Task brief:
Write out exactly the line containing "that contains it." and all lines that come after it in the listing below, through the very last one.

Records to use:

-- Opening Marker --

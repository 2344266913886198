// This Source Code Form is subject to the terms of the Mozilla Public
// License, v. 2.0. If a copy of the MPL was not distributed with this
// file, You can obtain one at http://mozilla.org/MPL/2.0/.

/*!
Useful constants.
 */

/// The number of correlations in a single Jones matrix (a 2x2 matrix flattened
/// in row-major order).
pub const NUM_CORR: usize = 4;

/// The default axis schema of brightness square-root tensors.
pub const DEFAULT_BSQRT_SCHEMA: &str = "(source,time,chan,corr)";

/// The default axis schema of complex phase tensors.
pub const DEFAULT_COMPLEX_PHASE_SCHEMA: &str = "(source,row,chan)";

/// The default axis schema of feed rotation tensors.
pub const DEFAULT_FEED_ROTATION_SCHEMA: &str = "(row,corr)";

/// The default axis schema of direction-dependent effects tensors.
pub const DEFAULT_DDES_SCHEMA: &str = "(source,row,chan,corr)";

/// The axis schema of the row-to-time index. Unlike the Jones terms, this is
/// not configurable.
pub const ROW_TO_TIME_INDEX_SCHEMA: &str = "(row)";

/// The axis schema of the output antenna Jones tensor.
pub const ANTENNA_JONES_SCHEMA: &str = "(source,row,chan,corr)";

/// The name blamed for dimension sizes that were declared directly, rather
/// than inferred from a tensor.
pub const DECLARED_DIMENSIONS: &str = "dimensions";
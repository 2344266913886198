// This Source Code Form is subject to the terms of the Mozilla Public
// License, v. 2.0. If a copy of the MPL was not distributed with this
// file, You can obtain one at http://mozilla.org/MPL/2.0/.

//! Integration tests.
//!
//! Some help for laying out these tests was taken from:
//! https://matklad.github.io/2021/02/27/delete-cargo-integration-tests.html

mod shape;
mod simulate;

use std::{process::Output, str::from_utf8};

use assert_cmd::{output::OutputError, Command};

fn antenna_jones() -> Command {
    Command::cargo_bin("antenna_jones").unwrap()
}

fn get_cmd_output(result: Result<Output, OutputError>) -> (String, String) {
    let output = match result {
        Ok(o) => o,
        Err(o) => o.as_output().unwrap().clone(),
    };
    (
        from_utf8(&output.stdout).unwrap().to_string(),
        from_utf8(&output.stderr).unwrap().to_string(),
    )
}

/// Get whatever follows `key` on the first log line that contains it.
fn get_logged_value<'a>(stdout: &'a str, key: &str) -> Option<&'a str> {
    stdout
        .lines()
        .find_map(|l| l.split_once(key).map(|(_, value)| value.trim()))
}
// This Source Code Form is subject to the terms of the Mozilla Public
// License, v. 2.0. If a copy of the MPL was not distributed with this
// file, You can obtain one at http://mozilla.org/MPL/2.0/.

//! The main antenna_jones binary.

use clap::Parser;

use antenna_jones::{AntennaJones, AntennaJonesError};

fn main() {
    // We don't return Result from main because it prints the debug
    // representation of the error. The code below prints the "display" or
    // human readable representation of the error.
    if let Err(e) = try_main() {
        eprintln!("Error: {e}");
        std::process::exit(1);
    }
}

fn try_main() -> Result<(), AntennaJonesError> {
    AntennaJones::parse().run()
}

-- Closing Marker --

Result of this task:
/// Get whatever follows `key` on the first log line that contains it.
fn get_logged_value<'a>(stdout: &'a str, key: &str) -> Option<&'a str> {
    stdout
        .lines()
        .find_map(|l| l.split_once(key).map(|(_, value)| value.trim()))
}
// This Source Code Form is subject to the terms of the Mozilla Public
// License, v. 2.0. If a copy of the MPL was not distributed with this
// file, You can obtain one at http://mozilla.org/MPL/2.0/.

//! The main antenna_jones binary.

use clap::Parser;

use antenna_jones::{AntennaJones, AntennaJonesError};

fn main() {
    // We don't return Result from main because it prints the debug
    // representation of the error. The code below prints the "display" or
    // human readable representation of the error.
    if let Err(e) = try_main() {
        eprintln!("Error: {e}");
        std::process::exit(1);
    }
}

fn try_main() -> Result<(), AntennaJonesError> {
    AntennaJones::parse().run()
}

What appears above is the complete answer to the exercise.